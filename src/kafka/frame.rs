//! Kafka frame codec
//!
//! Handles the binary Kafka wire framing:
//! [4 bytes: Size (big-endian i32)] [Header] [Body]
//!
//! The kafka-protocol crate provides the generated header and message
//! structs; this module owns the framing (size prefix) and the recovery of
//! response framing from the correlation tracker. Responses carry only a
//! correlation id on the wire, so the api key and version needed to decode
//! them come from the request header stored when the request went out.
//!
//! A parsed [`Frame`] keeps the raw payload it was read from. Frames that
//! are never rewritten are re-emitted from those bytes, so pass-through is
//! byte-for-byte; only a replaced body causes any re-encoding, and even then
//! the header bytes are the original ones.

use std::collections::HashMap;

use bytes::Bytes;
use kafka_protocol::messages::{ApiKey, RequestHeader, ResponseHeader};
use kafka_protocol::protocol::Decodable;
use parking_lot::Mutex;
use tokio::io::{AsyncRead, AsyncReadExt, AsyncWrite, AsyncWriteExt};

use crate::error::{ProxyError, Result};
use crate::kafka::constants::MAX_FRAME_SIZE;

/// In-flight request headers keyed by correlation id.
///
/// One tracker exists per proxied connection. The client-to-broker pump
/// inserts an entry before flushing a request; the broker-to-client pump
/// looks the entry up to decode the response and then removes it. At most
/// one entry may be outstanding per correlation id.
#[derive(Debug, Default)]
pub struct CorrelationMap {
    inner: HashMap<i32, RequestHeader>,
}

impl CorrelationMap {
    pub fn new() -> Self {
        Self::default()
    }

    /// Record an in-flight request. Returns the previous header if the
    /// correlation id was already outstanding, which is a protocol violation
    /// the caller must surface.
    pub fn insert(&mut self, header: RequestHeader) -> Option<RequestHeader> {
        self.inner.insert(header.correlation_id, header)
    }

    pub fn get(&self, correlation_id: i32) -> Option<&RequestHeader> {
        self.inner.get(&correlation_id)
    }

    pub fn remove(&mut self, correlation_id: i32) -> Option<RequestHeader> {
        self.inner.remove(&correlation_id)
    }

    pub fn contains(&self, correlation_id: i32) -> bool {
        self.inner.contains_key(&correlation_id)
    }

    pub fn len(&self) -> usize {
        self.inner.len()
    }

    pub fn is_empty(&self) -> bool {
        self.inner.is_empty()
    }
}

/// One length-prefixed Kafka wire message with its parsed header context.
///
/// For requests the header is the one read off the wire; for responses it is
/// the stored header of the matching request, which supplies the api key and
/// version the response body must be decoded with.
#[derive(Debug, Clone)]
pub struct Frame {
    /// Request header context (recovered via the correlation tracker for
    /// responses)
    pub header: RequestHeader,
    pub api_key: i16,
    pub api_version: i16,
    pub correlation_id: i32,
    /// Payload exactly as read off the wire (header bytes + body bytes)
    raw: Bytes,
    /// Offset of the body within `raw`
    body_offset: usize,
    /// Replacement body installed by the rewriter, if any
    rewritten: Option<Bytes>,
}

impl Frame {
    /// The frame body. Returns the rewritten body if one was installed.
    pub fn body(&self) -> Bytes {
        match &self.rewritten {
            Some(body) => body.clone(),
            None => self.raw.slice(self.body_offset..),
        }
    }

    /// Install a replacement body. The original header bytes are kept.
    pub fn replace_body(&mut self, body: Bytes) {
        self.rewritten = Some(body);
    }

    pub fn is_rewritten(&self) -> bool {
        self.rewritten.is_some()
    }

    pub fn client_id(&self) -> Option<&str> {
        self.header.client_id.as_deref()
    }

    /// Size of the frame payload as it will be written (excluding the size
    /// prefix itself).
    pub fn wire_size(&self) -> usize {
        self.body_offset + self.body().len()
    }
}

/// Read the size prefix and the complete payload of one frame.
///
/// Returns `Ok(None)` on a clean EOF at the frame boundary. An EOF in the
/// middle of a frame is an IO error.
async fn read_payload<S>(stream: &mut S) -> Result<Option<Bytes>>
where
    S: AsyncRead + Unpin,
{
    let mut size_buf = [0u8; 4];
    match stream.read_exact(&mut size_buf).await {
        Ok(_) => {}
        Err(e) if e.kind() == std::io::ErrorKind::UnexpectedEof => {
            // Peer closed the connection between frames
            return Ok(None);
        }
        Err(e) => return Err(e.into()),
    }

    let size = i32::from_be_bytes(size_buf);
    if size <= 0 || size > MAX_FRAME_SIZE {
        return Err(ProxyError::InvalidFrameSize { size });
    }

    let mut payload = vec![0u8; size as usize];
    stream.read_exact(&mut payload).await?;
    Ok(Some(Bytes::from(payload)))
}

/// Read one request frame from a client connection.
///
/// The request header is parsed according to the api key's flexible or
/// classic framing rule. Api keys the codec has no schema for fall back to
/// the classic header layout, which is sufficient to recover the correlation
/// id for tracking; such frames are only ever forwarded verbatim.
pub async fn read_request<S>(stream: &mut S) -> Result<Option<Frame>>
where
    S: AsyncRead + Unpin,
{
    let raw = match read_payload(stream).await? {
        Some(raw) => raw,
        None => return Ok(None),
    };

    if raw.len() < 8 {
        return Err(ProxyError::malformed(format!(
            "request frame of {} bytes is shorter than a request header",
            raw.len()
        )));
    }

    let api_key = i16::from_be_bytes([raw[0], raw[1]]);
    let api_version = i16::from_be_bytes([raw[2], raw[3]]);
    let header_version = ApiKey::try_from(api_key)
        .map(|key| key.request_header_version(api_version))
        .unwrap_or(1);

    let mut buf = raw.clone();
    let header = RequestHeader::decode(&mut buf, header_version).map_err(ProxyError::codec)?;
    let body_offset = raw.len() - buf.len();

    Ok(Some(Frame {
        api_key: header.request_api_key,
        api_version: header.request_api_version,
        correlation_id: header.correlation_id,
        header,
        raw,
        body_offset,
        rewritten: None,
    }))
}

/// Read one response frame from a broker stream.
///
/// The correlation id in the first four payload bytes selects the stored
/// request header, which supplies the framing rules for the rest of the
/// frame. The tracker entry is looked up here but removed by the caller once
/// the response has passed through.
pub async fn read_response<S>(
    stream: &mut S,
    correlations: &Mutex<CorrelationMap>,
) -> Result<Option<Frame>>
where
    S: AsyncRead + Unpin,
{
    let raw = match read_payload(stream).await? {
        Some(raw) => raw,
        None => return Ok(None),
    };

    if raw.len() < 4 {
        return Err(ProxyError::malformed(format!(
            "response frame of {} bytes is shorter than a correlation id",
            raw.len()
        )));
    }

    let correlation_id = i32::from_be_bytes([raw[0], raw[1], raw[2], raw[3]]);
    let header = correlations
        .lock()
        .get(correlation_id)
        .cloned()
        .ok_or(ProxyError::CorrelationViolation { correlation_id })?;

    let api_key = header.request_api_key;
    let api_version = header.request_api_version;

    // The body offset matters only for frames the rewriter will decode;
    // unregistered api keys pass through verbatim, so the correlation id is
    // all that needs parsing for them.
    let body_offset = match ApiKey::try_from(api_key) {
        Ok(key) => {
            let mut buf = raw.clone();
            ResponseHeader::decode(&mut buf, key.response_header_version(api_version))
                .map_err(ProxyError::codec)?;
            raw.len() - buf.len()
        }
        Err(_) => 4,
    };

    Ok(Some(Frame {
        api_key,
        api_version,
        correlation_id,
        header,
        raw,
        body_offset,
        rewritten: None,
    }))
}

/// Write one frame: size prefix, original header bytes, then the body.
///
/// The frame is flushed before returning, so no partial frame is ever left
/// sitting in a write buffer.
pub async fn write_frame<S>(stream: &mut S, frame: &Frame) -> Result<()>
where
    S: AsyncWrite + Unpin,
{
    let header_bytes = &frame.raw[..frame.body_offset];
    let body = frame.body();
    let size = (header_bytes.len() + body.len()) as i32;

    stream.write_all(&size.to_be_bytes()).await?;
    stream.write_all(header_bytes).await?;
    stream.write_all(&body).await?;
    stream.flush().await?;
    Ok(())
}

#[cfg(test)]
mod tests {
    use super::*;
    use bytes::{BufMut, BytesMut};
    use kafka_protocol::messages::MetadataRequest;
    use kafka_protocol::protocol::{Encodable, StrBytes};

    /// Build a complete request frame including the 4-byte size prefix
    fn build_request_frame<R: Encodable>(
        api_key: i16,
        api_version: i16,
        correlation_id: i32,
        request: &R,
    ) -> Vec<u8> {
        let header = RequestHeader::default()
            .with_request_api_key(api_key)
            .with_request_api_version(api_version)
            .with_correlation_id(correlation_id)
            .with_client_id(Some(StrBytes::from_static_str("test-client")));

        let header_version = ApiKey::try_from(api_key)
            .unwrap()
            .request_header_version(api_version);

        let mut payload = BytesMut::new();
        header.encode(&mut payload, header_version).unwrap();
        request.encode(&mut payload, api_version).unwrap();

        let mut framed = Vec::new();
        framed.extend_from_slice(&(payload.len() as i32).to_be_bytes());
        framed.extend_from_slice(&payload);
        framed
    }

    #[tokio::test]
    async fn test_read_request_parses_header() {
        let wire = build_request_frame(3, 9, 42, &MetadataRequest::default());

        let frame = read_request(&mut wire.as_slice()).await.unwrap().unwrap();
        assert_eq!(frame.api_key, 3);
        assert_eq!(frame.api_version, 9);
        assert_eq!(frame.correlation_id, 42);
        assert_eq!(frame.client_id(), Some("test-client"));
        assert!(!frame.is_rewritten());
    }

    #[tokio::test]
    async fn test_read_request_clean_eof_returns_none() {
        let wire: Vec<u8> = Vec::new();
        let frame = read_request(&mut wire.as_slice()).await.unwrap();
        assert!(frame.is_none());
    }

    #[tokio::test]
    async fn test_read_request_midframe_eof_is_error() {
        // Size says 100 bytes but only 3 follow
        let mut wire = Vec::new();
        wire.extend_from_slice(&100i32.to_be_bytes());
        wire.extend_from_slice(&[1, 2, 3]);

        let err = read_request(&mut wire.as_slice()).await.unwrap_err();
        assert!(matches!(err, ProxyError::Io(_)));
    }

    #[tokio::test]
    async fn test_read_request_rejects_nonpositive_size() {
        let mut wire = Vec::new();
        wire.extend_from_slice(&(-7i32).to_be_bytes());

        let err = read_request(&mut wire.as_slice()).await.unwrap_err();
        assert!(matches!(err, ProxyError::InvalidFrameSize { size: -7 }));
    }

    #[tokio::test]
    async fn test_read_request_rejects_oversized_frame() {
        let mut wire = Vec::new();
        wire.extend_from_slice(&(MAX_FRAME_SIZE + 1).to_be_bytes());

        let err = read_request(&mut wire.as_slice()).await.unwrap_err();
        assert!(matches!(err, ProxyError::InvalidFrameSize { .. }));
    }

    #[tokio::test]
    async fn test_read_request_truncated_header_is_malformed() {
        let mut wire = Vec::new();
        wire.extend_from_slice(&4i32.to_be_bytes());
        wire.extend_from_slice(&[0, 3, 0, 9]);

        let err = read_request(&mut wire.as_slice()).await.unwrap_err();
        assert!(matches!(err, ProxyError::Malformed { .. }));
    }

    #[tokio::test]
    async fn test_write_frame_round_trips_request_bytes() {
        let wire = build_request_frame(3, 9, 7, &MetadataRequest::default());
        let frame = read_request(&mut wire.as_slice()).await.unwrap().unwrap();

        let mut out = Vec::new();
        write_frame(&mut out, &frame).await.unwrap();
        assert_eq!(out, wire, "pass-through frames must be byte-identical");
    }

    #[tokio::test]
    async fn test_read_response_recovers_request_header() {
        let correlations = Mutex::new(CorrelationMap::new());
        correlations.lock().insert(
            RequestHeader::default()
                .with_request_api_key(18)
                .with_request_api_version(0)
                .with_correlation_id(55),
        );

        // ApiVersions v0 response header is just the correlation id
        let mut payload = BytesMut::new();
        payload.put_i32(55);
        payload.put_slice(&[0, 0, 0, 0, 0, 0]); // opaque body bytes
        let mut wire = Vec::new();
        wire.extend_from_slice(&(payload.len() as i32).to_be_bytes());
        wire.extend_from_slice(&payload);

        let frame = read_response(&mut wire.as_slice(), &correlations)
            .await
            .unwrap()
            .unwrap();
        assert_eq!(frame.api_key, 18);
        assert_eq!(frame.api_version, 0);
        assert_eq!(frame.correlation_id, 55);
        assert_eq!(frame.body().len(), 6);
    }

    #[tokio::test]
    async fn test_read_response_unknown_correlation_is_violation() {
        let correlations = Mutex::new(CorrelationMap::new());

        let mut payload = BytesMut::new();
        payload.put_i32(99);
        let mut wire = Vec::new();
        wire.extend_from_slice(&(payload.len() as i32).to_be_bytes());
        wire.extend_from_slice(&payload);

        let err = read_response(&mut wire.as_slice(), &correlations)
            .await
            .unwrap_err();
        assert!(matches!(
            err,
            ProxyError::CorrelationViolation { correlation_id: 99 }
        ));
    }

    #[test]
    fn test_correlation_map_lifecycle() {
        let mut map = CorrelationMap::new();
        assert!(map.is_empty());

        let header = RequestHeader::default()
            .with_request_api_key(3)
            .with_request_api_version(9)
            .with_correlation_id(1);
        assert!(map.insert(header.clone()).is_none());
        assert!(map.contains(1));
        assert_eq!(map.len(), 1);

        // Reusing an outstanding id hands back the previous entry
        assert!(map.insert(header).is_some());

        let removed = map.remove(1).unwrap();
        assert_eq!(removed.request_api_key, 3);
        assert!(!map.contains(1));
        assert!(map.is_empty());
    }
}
_ _ _
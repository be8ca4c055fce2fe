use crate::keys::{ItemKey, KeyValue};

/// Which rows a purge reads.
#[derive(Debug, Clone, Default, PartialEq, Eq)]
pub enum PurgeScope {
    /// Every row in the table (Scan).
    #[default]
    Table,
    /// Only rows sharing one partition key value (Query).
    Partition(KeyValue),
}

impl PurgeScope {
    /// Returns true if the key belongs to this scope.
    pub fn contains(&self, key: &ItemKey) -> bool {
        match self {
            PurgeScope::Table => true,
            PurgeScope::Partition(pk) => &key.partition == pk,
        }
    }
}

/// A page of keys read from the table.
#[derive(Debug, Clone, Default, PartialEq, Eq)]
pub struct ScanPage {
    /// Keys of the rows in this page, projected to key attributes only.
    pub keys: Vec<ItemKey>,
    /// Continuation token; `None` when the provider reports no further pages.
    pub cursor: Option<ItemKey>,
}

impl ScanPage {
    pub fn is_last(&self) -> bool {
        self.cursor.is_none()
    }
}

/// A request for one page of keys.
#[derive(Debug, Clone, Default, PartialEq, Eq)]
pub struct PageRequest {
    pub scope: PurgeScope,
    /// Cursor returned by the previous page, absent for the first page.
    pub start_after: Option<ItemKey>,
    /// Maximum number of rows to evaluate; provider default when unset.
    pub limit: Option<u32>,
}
_ _ _
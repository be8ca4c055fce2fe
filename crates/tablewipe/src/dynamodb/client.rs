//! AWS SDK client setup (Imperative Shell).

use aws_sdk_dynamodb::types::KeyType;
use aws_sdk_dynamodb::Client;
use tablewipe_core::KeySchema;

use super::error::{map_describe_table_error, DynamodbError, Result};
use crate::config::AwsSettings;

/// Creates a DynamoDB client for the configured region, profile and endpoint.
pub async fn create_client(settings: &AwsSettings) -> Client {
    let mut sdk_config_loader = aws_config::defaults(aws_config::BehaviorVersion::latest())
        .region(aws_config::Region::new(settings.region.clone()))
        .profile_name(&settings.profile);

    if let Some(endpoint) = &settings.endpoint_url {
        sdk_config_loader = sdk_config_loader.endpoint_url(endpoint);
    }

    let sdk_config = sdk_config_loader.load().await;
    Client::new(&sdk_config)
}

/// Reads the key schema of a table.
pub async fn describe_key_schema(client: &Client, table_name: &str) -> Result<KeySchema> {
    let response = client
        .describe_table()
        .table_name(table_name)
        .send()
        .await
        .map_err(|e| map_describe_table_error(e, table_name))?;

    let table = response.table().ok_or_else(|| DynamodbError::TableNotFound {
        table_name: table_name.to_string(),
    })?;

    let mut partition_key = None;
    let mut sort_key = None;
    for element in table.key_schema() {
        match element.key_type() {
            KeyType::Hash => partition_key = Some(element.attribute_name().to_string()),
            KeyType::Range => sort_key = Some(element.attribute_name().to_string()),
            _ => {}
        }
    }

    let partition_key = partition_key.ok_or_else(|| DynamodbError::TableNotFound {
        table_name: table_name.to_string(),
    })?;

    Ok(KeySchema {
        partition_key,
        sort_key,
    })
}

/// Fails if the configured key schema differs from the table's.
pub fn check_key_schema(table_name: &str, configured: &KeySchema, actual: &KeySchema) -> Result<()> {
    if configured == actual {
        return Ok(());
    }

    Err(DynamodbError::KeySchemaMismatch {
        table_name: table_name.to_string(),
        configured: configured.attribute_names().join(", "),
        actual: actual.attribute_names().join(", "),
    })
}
_ _ _
ACTIVITY: Within the listing above, extract exactly the lines from the line with "filename src/kafka/frame.rs" to the line with "carry only a", the two named lines included, and no others.

WRITTEN RESPONSE:
filename src/kafka/frame.rs
//! Kafka frame codec
//!
//! Handles the binary Kafka wire framing:
//! [4 bytes: Size (big-endian i32)] [Header] [Body]
//!
//! The kafka-protocol crate provides the generated header and message
//! structs; this module owns the framing (size prefix) and the recovery of
//! response framing from the correlation tracker. Responses carry only a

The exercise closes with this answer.